Ikhtiar itu jalan kita.
Sedangkan keputusan akhir, adalah milik Allah

Zarah

•••
Suara handphone membuat Ara menghentikan muroja'ahnya sejenak. Ia melihat El, seperti meminta izin dan ketika mendapat anggukan kepala dari El Ara mengambil handphone nya.
Tangannya bergetar ketika melihat nama yang tertera di layarnya.

"Lo lama tau gak"

"Assalamualaikum, maaf Din barusan lagi muroja'ah." Meskipun Ara sedikit bingung ada apa dengan sahabatnya ini ia tetap menjawab se halus mungkin.

"Gue mau bilang, kalau mulai besok gue udah kerja di perusahaan yang sama kayak Lo, jadi bareng gue. Gue jemput besok ke apartemen Lo itu. And gak ada penolakan."

Nafas Ara tercekat, tatapannya beralih pada El suaminya. Satu tempat kerja dengan Dinar, apa yang akan terjadi.

"Halo...halo.. Din" tidak ada sautan dari sana, Ara melihat hpnya dan mati artinya Dinar tidak menerima penolakan nya.

"Mas, tadi kamu bilang ada karyawan baru kan?" Tanya Ara memastikan. Sungguh dirinya takut. Bagaimana jika Dinar mengetahui?

"Iya, tapi orangnya sedikit memaksa."

Ara hanya mampu menundukkan pandangannya. "Mas itu Dinar." Cicit Ara matanya sudah berembun. Jika berkedip mungkin sudah meleleh dari pelupuk matanya.
"Tenanglah Humairah, mas gak akan menghiantimu. Meskipun mas mengakui sempat mencintai sahabatmu." Ujar El menengkan Ara.

"Bukan itu mas, Ara hanya takut. Takut Dinar kecewa. Takut kehilangannya. Jujur Ara gak siap mas."

El mengangguk kemudian mengecup kening Ara, El juga tidak punya hak untuk mencampuri nya.
"Apapun yang terjadi kedepannya, kita harus terbuka satu sama lain Ara jangan menutupi apapun dari mas."

Ara mengangguk karena komunikasi itu penting kan, dalam berumah tangga sangat diharuskan. Karena kepercayaan bukanlah bermula dari keterbukaan. "Besok Dinar sudah mulai kerja kan mas, bisa gak kalau Dinar mas taro di posisi yang jauh dari Ara, atau mas?"

"Kita tidak bisa bersembunyi dari kebohongan Humairah, bukannya mas tidak mendukung niat baikmu. Tapi mas tidak ingin kamu terjerumus dalam keburukan."

El mulai menasehati Ara, namun Ara tetap keras kepala "plis mas, Ara mohon. Gak bohong kok mas kita hanya menunda."

"Resikonya kamu yang nanggung."

Ara mengangguk walaupun ragu. "Padahal tidak ada salahnya memberitahu yang sebenarnya. Tapi jika belum siap mas akan menunggu."

Ara semakin tertunduk, begitu tulusnya El. "Makasih mas." El mengangguk lalu mulai merapikan tempat solatnya. Begitupun dengan Ara. Memilih untuk mempersiapkan makan malam. "Mas mau dimasakin apa?" Tanya Ara

"Apapun yang kamu masak, mas akan makan."

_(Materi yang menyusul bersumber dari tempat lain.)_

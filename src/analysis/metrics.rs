use log::warn;
use serde::Serialize;

use crate::analysis::selection::Selection;
use crate::config::DashboardSettings;
use crate::core::error::{DashboardError, Result};
use crate::data::{DisorderRecord, FacilityRecord, WorkforceRecord};

/// Prevalence, incidence and YLD rates for the KPI row.
///
/// A rate is `None` when no disorder row matched the filter.
#[derive(Debug, Clone, Copy, PartialEq, Serialize)]
pub struct RateKpis {
    pub prevalence: Option<f64>,
    pub incidence: Option<f64>,
    pub ylds: Option<f64>,
    pub matched_rows: usize,
}

/// The six headline indicators.
#[derive(Debug, Clone, Copy, PartialEq, Serialize)]
pub struct Kpis {
    pub year: Option<i32>,
    pub prevalence: Option<f64>,
    pub incidence: Option<f64>,
    pub ylds: Option<f64>,
    pub worker_density: f64,
    pub outpatient_rate: Option<f64>,
    pub inpatient_rate: Option<f64>,
}

/// Most recent year in the disorder table
pub fn latest_year(disorders: &[DisorderRecord]) -> Option<i32> {
    disorders.iter().map(|r| r.year).max()
}

/// Rates for `country` in `year`, restricted to the selected causes, sexes and ages.
///
/// One matching row gives its values verbatim; several are averaged.
pub fn rate_kpis(
    disorders: &[DisorderRecord],
    country: &str,
    year: i32,
    selection: &Selection,
) -> RateKpis {
    let matched: Vec<&DisorderRecord> = disorders
        .iter()
        .filter(|r| {
            r.country == country
                && r.year == year
                && selection.disorders.contains(&r.cause)
                && selection.sexes.contains(&r.sex)
                && selection.ages.contains(&r.age)
        })
        .collect();

    match matched.as_slice() {
        [] => RateKpis {
            prevalence: None,
            incidence: None,
            ylds: None,
            matched_rows: 0,
        },
        [row] => RateKpis {
            prevalence: Some(row.prevalence_rate),
            incidence: Some(row.incidence_rate),
            ylds: Some(row.ylds_rate),
            matched_rows: 1,
        },
        rows => RateKpis {
            prevalence: mean(rows.iter().map(|r| r.prevalence_rate)),
            incidence: mean(rows.iter().map(|r| r.incidence_rate)),
            ylds: mean(rows.iter().map(|r| r.ylds_rate)),
            matched_rows: rows.len(),
        },
    }
}

/// Total mental-health workers per 100k; blank cells are skipped.
pub fn worker_density(workforce: &[WorkforceRecord]) -> f64 {
    workforce.iter().filter_map(|r| r.workers_per_100k).sum()
}

/// Users per 100k of the facility type labelled `label`.
///
/// No match gives `None`; more than one match is an error since the
/// indicator is a single number.
pub fn facility_rate(facilities: &[FacilityRecord], label: &str) -> Result<Option<f64>> {
    let mut matches = facilities.iter().filter(|r| r.facility_type == label);

    match (matches.next(), matches.next()) {
        (None, _) => Ok(None),
        (Some(row), None) => Ok(Some(row.users_per_100k)),
        (Some(_), Some(_)) => Err(DashboardError::AmbiguousValue(format!(
            "{} facility rows are labelled '{label}', expected exactly one",
            2 + matches.count()
        ))),
    }
}

/// Compute every KPI for one render.
pub fn compute_kpis(
    disorders: &[DisorderRecord],
    facilities: &[FacilityRecord],
    workforce: &[WorkforceRecord],
    settings: &DashboardSettings,
    selection: &Selection,
) -> Result<Kpis> {
    let year = settings.kpi_year.or_else(|| latest_year(disorders));

    let rates = match year {
        Some(year) => rate_kpis(disorders, &settings.focus_country, year, selection),
        None => RateKpis {
            prevalence: None,
            incidence: None,
            ylds: None,
            matched_rows: 0,
        },
    };
    if rates.matched_rows == 0 {
        warn!(
            "No disorder rows match {} in {} for the current selection; rate KPIs are unavailable",
            settings.focus_country,
            year.map_or_else(|| "any year".to_string(), |y| y.to_string())
        );
    }

    let outpatient_rate = facility_rate(facilities, &settings.outpatient_label)?;
    let inpatient_rate = facility_rate(facilities, &settings.inpatient_label)?;
    for (label, rate) in [
        (&settings.outpatient_label, outpatient_rate),
        (&settings.inpatient_label, inpatient_rate),
    ] {
        if rate.is_none() {
            warn!("No facility row is labelled '{label}'");
        }
    }

    Ok(Kpis {
        year,
        prevalence: rates.prevalence,
        incidence: rates.incidence,
        ylds: rates.ylds,
        worker_density: worker_density(workforce),
        outpatient_rate,
        inpatient_rate,
    })
}

fn mean<I: Iterator<Item = f64>>(values: I) -> Option<f64> {
    let (sum, count) = values.fold((0.0, 0usize), |(sum, count), v| (sum + v, count + 1));
    (count > 0).then(|| sum / count as f64)
}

Nasi goreng jeruk purut pun tersaji sebagai hidangan malam ini. "Bau jeruk." Ujar El.
"He'em. Dulu kalau Ara sakit pasti nasi goreng ini yang Uma buatin, cobain deh mas pasti bakal suka." El mulai mencicipi masakan Ara. "Bohong nih, pasti beli di restoran kan. Soalnya enak banget, meskipun sederhana gini tampilan nya." Canda El. "Ihh enggak ya Ara yang masak barusan, mas kan liat." Rengek Ara

Tak tahan melihat raut wajah istrinya El memeluk Ara, lalu menyuapi Ara. "Ehh Ara ada mas." El tidak mengindahkan penolakan Ara. "Nabi menganjurkan kalau sama istri harus romantis."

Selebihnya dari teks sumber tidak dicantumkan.